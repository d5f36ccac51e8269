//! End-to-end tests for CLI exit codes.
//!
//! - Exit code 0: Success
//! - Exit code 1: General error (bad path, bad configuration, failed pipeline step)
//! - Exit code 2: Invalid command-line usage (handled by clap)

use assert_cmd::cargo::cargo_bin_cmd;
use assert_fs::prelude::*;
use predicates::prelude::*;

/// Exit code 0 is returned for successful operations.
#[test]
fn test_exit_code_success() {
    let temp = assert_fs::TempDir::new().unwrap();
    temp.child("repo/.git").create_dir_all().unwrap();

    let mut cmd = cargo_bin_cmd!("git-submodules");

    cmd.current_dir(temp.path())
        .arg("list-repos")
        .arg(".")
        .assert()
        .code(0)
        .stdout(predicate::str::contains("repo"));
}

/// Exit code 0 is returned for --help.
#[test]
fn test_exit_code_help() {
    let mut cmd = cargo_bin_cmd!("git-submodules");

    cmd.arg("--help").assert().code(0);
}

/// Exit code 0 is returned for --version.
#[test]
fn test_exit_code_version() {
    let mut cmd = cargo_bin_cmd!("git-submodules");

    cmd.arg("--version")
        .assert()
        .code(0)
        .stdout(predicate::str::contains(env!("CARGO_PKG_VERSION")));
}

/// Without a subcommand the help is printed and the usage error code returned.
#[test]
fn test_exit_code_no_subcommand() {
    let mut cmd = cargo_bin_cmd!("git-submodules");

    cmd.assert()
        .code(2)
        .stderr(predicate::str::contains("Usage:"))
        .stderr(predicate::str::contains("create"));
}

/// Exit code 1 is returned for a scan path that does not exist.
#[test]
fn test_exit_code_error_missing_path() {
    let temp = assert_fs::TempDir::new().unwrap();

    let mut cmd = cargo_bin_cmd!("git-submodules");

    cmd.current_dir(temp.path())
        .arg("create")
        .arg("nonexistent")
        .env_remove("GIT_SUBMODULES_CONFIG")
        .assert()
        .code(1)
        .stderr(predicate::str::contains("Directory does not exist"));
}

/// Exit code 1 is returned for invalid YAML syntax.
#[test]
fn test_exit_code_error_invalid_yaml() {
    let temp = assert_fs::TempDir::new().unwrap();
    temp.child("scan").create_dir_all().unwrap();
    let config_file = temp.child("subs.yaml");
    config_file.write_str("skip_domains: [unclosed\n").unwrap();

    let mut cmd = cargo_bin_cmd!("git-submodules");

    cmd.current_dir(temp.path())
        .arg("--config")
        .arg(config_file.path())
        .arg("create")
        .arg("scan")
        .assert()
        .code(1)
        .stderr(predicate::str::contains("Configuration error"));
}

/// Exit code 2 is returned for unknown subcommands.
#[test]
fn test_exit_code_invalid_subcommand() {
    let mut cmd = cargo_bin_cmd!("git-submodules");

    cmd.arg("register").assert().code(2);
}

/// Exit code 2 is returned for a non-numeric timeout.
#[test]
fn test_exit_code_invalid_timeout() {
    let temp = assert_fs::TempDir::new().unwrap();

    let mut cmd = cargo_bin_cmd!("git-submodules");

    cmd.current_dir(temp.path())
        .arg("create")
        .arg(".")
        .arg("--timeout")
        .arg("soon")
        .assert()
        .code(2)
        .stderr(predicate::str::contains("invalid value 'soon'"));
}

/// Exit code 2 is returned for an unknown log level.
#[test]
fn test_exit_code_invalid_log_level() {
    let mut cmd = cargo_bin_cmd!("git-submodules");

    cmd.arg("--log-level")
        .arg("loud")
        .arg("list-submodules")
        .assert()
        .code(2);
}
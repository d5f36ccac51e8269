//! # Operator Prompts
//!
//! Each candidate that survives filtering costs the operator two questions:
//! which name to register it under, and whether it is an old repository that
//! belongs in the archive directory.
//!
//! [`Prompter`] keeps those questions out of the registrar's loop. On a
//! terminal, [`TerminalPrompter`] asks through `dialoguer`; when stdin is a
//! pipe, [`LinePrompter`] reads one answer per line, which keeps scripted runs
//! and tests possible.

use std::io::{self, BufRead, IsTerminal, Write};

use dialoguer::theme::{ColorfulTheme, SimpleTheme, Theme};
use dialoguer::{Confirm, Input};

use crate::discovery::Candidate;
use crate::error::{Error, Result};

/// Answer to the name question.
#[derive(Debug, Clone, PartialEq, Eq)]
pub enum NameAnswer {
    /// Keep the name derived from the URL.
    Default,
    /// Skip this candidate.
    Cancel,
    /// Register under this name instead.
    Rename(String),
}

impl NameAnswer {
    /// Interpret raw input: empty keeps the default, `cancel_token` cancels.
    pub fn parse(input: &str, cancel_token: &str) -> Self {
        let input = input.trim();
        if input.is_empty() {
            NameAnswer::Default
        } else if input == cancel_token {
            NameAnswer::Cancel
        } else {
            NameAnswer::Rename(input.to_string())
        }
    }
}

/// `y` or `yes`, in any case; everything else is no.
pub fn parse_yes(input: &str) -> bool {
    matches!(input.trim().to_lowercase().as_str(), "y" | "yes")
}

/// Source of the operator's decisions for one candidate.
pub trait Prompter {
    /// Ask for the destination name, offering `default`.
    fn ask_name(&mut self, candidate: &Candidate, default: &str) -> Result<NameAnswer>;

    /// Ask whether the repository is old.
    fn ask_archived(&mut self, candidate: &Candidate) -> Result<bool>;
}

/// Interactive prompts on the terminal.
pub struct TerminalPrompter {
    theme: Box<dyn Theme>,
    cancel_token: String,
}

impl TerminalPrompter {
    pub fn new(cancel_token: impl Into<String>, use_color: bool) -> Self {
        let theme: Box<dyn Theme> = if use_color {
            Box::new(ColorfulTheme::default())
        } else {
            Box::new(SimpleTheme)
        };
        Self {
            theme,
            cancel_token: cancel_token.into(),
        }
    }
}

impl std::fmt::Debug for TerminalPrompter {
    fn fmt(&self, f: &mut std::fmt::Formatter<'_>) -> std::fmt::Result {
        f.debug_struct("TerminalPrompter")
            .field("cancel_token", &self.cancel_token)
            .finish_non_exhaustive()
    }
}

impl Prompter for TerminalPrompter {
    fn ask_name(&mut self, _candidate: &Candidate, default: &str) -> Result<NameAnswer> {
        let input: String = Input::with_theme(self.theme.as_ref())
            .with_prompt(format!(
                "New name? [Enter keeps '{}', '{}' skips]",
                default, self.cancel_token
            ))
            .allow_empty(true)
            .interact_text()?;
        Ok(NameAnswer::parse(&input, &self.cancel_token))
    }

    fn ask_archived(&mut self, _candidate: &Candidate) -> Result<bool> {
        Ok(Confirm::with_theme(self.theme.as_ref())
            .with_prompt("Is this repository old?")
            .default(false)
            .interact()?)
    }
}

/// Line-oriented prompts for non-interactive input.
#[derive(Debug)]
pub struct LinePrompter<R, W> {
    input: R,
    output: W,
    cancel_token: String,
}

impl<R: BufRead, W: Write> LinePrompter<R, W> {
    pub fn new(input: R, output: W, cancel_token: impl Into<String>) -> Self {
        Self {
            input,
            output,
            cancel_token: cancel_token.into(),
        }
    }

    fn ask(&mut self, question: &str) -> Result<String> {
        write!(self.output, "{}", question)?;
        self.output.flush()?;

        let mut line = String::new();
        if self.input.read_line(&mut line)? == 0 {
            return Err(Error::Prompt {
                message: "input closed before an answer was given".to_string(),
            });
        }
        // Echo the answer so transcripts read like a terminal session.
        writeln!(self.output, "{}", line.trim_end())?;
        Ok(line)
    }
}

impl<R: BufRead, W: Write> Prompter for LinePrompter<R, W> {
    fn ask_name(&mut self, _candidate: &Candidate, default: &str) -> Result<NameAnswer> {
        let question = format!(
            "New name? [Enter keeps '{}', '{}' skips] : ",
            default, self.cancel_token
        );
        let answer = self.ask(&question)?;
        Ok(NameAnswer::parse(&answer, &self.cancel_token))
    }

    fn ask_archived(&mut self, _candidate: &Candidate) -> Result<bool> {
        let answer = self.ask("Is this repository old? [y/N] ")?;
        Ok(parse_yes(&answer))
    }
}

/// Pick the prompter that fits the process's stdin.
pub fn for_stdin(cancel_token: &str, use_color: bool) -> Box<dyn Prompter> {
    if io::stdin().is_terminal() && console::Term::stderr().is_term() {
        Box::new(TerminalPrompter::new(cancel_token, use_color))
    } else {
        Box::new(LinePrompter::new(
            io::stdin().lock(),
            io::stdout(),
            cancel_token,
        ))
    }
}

--- --- ---

### [BRIEF]
Check the entries above line by line and return each one containing the word "LinePrompter".

### [REPLY]
//! pipe, [`LinePrompter`] reads one answer per line, which keeps scripted runs
pub struct LinePrompter<R, W> {
impl<R: BufRead, W: Write> LinePrompter<R, W> {
impl<R: BufRead, W: Write> Prompter for LinePrompter<R, W> {
        Box::new(LinePrompter::new(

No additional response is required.